Thank you for writing us with your issue. The censored and uncensored versions of Borderlands and its downloadable content are not compatible with each other. Unfortunately, we are only permitted to distribute the censored version of Borderlands downloadable content in Germany. If you are located in a region that we are able to distribute the uncensored version, you can find the download links for this version on our support page: https://store.gearboxsoftware.com/support/#download_section 

If you are only able to access the censored version on this page, then our system has determined that you are in an area that we are only permitted to distribute that version. You would need to access the download page from a different region in order to be provided with the uncensored download. If you are only able to download the censored version, you will need to obtain the censored USK version of Borderlands to access the DLC content. 

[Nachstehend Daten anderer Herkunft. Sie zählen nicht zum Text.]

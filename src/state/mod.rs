//! State module for tracking crawl progress
//!
//! # Components
//!
//! - `RequestRecord`: One unit of frontier work (URL, label, retry count)
//! - `Label`: Which traversal branch handles a request (seed, listing, item)
//! - `RequestStatus`: Where a request is in its lifecycle
//! - `QuotaTracker`: Process-wide counter of item requests admitted so far

mod quota;
mod request;

// Re-export main types
pub use quota::QuotaTracker;
pub use request::{Label, RequestRecord, RequestStatus};
//! Worker pool sizing
//!
//! The pool starts at its minimum size and moves one step at a time: it grows
//! while the backlog exceeds the current size and shrinks back toward the
//! minimum when the frontier runs dry.

/// Tracks the current worker pool size between configured bounds
#[derive(Debug, Clone)]
pub struct PoolSizer {
    min: usize,
    max: usize,
    current: usize,
}

impl PoolSizer {
    /// Creates a sizer starting at `min`
    ///
    /// Bounds are clamped so that `1 <= min <= max`.
    pub fn new(min: usize, max: usize) -> Self {
        let max = max.max(1);
        let min = min.clamp(1, max);
        Self {
            min,
            max,
            current: min,
        }
    }

    /// Current number of worker slots
    pub fn current(&self) -> usize {
        self.current
    }

    pub fn max(&self) -> usize {
        self.max
    }

    /// Adjusts the size for the given number of pending requests
    ///
    /// # Returns
    ///
    /// The new size
    pub fn adjust(&mut self, backlog: usize) -> usize {
        let previous = self.current;

        if backlog > self.current && self.current < self.max {
            self.current += 1;
        } else if backlog == 0 && self.current > self.min {
            self.current -= 1;
        }

        if self.current != previous {
            tracing::debug!(from = previous, to = self.current, backlog, "Resized worker pool");
        }

        self.current
    }
}

#[cfg(test)]
mod tests {
    use super::*;

    #[test]
    fn test_starts_at_min() {
        assert_eq!(PoolSizer::new(2, 5).current(), 2);
    }

    #[test]
    fn test_bounds_are_clamped() {
        let sizer = PoolSizer::new(0, 0);
        assert_eq!(sizer.current(), 1);
        assert_eq!(sizer.max(), 1);

        assert_eq!(PoolSizer::new(9, 5).current(), 5);
    }

    #[test]
    fn test_grows_one_step_at_a_time_up_to_max() {
        let mut sizer = PoolSizer::new(2, 5);
        assert_eq!(sizer.adjust(100), 3);
        assert_eq!(sizer.adjust(100), 4);
        assert_eq!(sizer.adjust(100), 5);
        assert_eq!(sizer.adjust(100), 5);
    }

    #[test]
    fn test_holds_when_backlog_matches() {
        let mut sizer = PoolSizer::new(2, 5);
        assert_eq!(sizer.adjust(2), 2);
        assert_eq!(sizer.adjust(1), 2);
    }

    #[test]
    fn test_shrinks_toward_min_when_starved() {
        let mut sizer = PoolSizer::new(2, 5);
        for _ in 0..3 {
            sizer.adjust(100);
        }
        assert_eq!(sizer.adjust(0), 4);
        assert_eq!(sizer.adjust(0), 3);
        assert_eq!(sizer.adjust(0), 2);
        assert_eq!(sizer.adjust(0), 2);
    }
}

If you have already purchased DLC for the retail PC DVD version from the Gearbox Store at https://store.gearboxsoftware.com/ and desire a refund, we will be happy to provide you with it. If you paid by credit card, please provide the name exactly as it appears on the credit card you used, as well as the last 4 digits of the credit card number for verification. If you paid through PayPal, please provide the PayPal e-mail address and transaction ID. If your purchase was made through a digital distributor, such as Steam or D2D, you will need to contact their customer service regarding a possible refund. For the 2K digital store (https://digital.2kgames.com/), you can reach 2K support at: http://support.2kgames.com/. 

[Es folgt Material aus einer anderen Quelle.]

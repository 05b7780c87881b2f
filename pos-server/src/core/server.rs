//! HTTP server bootstrap

use axum::middleware;
use tower_http::cors::{Any, CorsLayer};
use tower_http::trace::TraceLayer;

use crate::api;
use crate::auth::require_auth;
use crate::core::ServerState;

/// HTTP server
pub struct Server {
    state: ServerState,
}

impl Server {
    pub fn with_state(state: ServerState) -> Self {
        Self { state }
    }

    /// Build the router: API routes behind auth middleware, permissive
    /// CORS (the dashboard runs on another origin), request tracing.
    pub fn router(&self) -> axum::Router {
        let cors = CorsLayer::new()
            .allow_origin(Any)
            .allow_methods(Any)
            .allow_headers(Any);

        api::router()
            .layer(middleware::from_fn_with_state(
                self.state.clone(),
                require_auth,
            ))
            .layer(TraceLayer::new_for_http())
            .layer(cors)
            .with_state(self.state.clone())
    }

    /// Bind and serve until ctrl-c
    pub async fn run(self) -> anyhow::Result<()> {
        let addr = format!("0.0.0.0:{}", self.state.config.http_port);
        let listener = tokio::net::TcpListener::bind(&addr).await?;

        tracing::info!(
            addr = %addr,
            environment = %self.state.config.environment,
            policy_version = self.state.config.policy.version,
            "POS server listening"
        );

        axum::serve(listener, self.router())
            .with_graceful_shutdown(shutdown_signal())
            .await?;

        tracing::info!("POS server stopped");
        Ok(())
    }
}

async fn shutdown_signal() {
    if let Err(e) = tokio::signal::ctrl_c().await {
        tracing::error!(error = %e, "failed to install ctrl-c handler");
        return;
    }
    tracing::info!("shutdown signal received");
}
//! Unified error handling
//!
//! Application-wide error type and response envelope. Domain errors
//! ([`AuthError`], [`StockError`], [`OrderError`], [`StorageError`])
//! convert into [`AppError`], which maps each failure onto one
//! transport status and a stable error code. Nothing is swallowed:
//! every failure path produces exactly one typed result.
//!
//! | Code | Meaning |
//! |------|---------|
//! | E0000 | success |
//! | E0002 | validation failed |
//! | E0003 | resource not found |
//! | E0004 | resource conflict |
//! | E0005 | business rule violation |
//! | E2001 | permission denied |
//! | E3001 | not authenticated |
//! | E3002 | invalid token |
//! | E3003 | token expired |
//! | E9001 | internal error |
//! | E9002 | storage error |

use axum::{
    Json,
    http::StatusCode,
    response::{IntoResponse, Response},
};
use serde::Serialize;
use tracing::error;

use crate::auth::AuthError;
use crate::db::StorageError;
use crate::ledger::StockError;
use crate::settlement::OrderError;

/// Unified API response structure
#[derive(Debug, Serialize)]
pub struct AppResponse<T> {
    pub code: String,
    pub message: String,
    #[serde(skip_serializing_if = "Option::is_none")]
    pub data: Option<T>,
}

/// Application-level error type
#[derive(Debug, thiserror::Error)]
pub enum AppError {
    // ========== Authentication errors (401) ==========
    #[error("Authentication required")]
    Unauthorized,

    #[error("Token expired")]
    TokenExpired,

    #[error("Invalid token: {0}")]
    InvalidToken(String),

    // ========== Authorization errors (403) ==========
    #[error("Permission denied: {0}")]
    Forbidden(String),

    // ========== Business logic errors (4xx) ==========
    #[error("Resource not found: {0}")]
    NotFound(String),

    #[error("Resource already exists: {0}")]
    Conflict(String),

    #[error("Validation failed: {0}")]
    Validation(String),

    #[error("Business rule violation: {0}")]
    BusinessRule(String),

    // ========== System errors (5xx) ==========
    #[error("Storage error: {0}")]
    Database(String),

    #[error("Internal server error: {0}")]
    Internal(String),
}

pub type AppResult<T> = Result<T, AppError>;

impl IntoResponse for AppError {
    fn into_response(self) -> Response {
        let (status, code, message) = match &self {
            AppError::Unauthorized => {
                (StatusCode::UNAUTHORIZED, "E3001", "Please login first".to_string())
            }
            AppError::TokenExpired => {
                (StatusCode::UNAUTHORIZED, "E3003", "Token expired".to_string())
            }
            AppError::InvalidToken(_) => {
                (StatusCode::UNAUTHORIZED, "E3002", "Invalid token".to_string())
            }
            AppError::Forbidden(msg) => (StatusCode::FORBIDDEN, "E2001", msg.clone()),
            AppError::NotFound(msg) => (StatusCode::NOT_FOUND, "E0003", msg.clone()),
            AppError::Conflict(msg) => (StatusCode::CONFLICT, "E0004", msg.clone()),
            AppError::Validation(msg) => (StatusCode::BAD_REQUEST, "E0002", msg.clone()),
            AppError::BusinessRule(msg) => {
                (StatusCode::UNPROCESSABLE_ENTITY, "E0005", msg.clone())
            }
            AppError::Database(msg) => {
                error!(target: "storage", error = %msg, "storage error");
                (
                    StatusCode::INTERNAL_SERVER_ERROR,
                    "E9002",
                    "Storage error".to_string(),
                )
            }
            AppError::Internal(msg) => {
                error!(target: "internal", error = %msg, "internal error");
                (
                    StatusCode::INTERNAL_SERVER_ERROR,
                    "E9001",
                    "Internal server error".to_string(),
                )
            }
        };

        let body = Json(AppResponse::<()> {
            code: code.to_string(),
            message,
            data: None,
        });

        (status, body).into_response()
    }
}

impl From<AuthError> for AppError {
    fn from(e: AuthError) -> Self {
        match e {
            AuthError::MissingCredential => AppError::Unauthorized,
            AuthError::ExpiredCredential => AppError::TokenExpired,
            AuthError::MalformedCredential(msg) => AppError::InvalidToken(msg),
            AuthError::InsufficientRole { .. } => AppError::Forbidden(e.to_string()),
            AuthError::GenerationFailed(msg) => AppError::Internal(msg),
        }
    }
}

impl From<StockError> for AppError {
    fn from(e: StockError) -> Self {
        match e {
            StockError::ItemNotFound(id) => AppError::NotFound(format!("Item {}", id)),
            StockError::InsufficientStock { .. } => AppError::BusinessRule(e.to_string()),
            StockError::Storage(inner) => AppError::Database(inner.to_string()),
        }
    }
}

impl From<OrderError> for AppError {
    fn from(e: OrderError) -> Self {
        match e {
            OrderError::EmptyOrder
            | OrderError::InvalidQuantity { .. }
            | OrderError::InvalidTotals { .. } => AppError::Validation(e.to_string()),
            OrderError::Stock(inner) => inner.into(),
            OrderError::PersistenceFailure(msg) => AppError::Database(msg),
        }
    }
}

impl From<StorageError> for AppError {
    fn from(e: StorageError) -> Self {
        match e {
            StorageError::Duplicate(key) => AppError::Conflict(key),
            other => AppError::Database(other.to_string()),
        }
    }
}

/// Create a successful response
pub fn ok<T: Serialize>(data: T) -> Json<AppResponse<T>> {
    Json(AppResponse {
        code: "E0000".to_string(),
        message: "Success".to_string(),
        data: Some(data),
    })
}

#[cfg(test)]
mod tests {
    use super::*;

    #[test]
    fn test_auth_error_mapping() {
        assert!(matches!(
            AppError::from(AuthError::MissingCredential),
            AppError::Unauthorized
        ));
        assert!(matches!(
            AppError::from(AuthError::ExpiredCredential),
            AppError::TokenExpired
        ));
        assert!(matches!(
            AppError::from(AuthError::InsufficientRole {
                role: shared::Role::Staff,
                operation: "manage the catalog",
            }),
            AppError::Forbidden(_)
        ));
    }

    #[test]
    fn test_order_error_mapping() {
        assert!(matches!(
            AppError::from(OrderError::EmptyOrder),
            AppError::Validation(_)
        ));
        let stock = OrderError::Stock(StockError::InsufficientStock {
            item_id: "a".to_string(),
            requested: 3,
            available: 2,
        });
        assert!(matches!(AppError::from(stock), AppError::BusinessRule(_)));
    }
}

We apologize for any inconvenience this has caused, and thank you for your interest in Borderlands! 

Regards, 
Gearbox Software Support

Issue:
> 
> Language: gb 
> Game: The Secret Armory of General Knoxx 
> Platform: PC 
> Mode: not applicable 
> Issue type: Crashes / Freezes 
> Hey. 
> I bought the DLC 3 for my Borderlands. 
> But sadly I got the Austrian Version of the Game and the 2 other Addons ( PEGI). 
> I'm just able to get the cut ( DE) Version ( USK), which is not compatible to my Version of the Game. 
> So I need the Download and Code for a PEGI Version of the DLC 3. 
> Is there any help for me? 
> Thanks


----------



## DER_GORF (17. August 2010)

Hi, bei mir ist es das gleiche Problem. Ich habe die internationale EU Version (jedenfalls steht das so auf der Packung), gestern habe ich mir den General Knoxx DLC runtergeladen und nun soll das ganze angeblich nicht funktionieren weil ich im falschen Land bin 

Weiß jemand wie man die Regionseinstellungen so ändern kann das man das trotzdem installieren kann?


----------



## stefan.net82 (17. August 2010)

Morgen

Hab hier im Forum diesbezüglich mal von Naumo was gelesen, vielleicht hilft es euch ja weiter

Schaut mal hier:

http://extreme.pcgameshardware.de/user-news/91412-general-knoxx-patch-1-30-erschienen.html

Da geht es dann auch um das Downloaden der richtigen Erweiterung von Borderlands...die UK-Version müsste, soviel ich weiß, mit der AT "uncut" kompatibel sein, sind ja beide ungeschnitten (100% sicher bin ich mir aber nicht...)


----------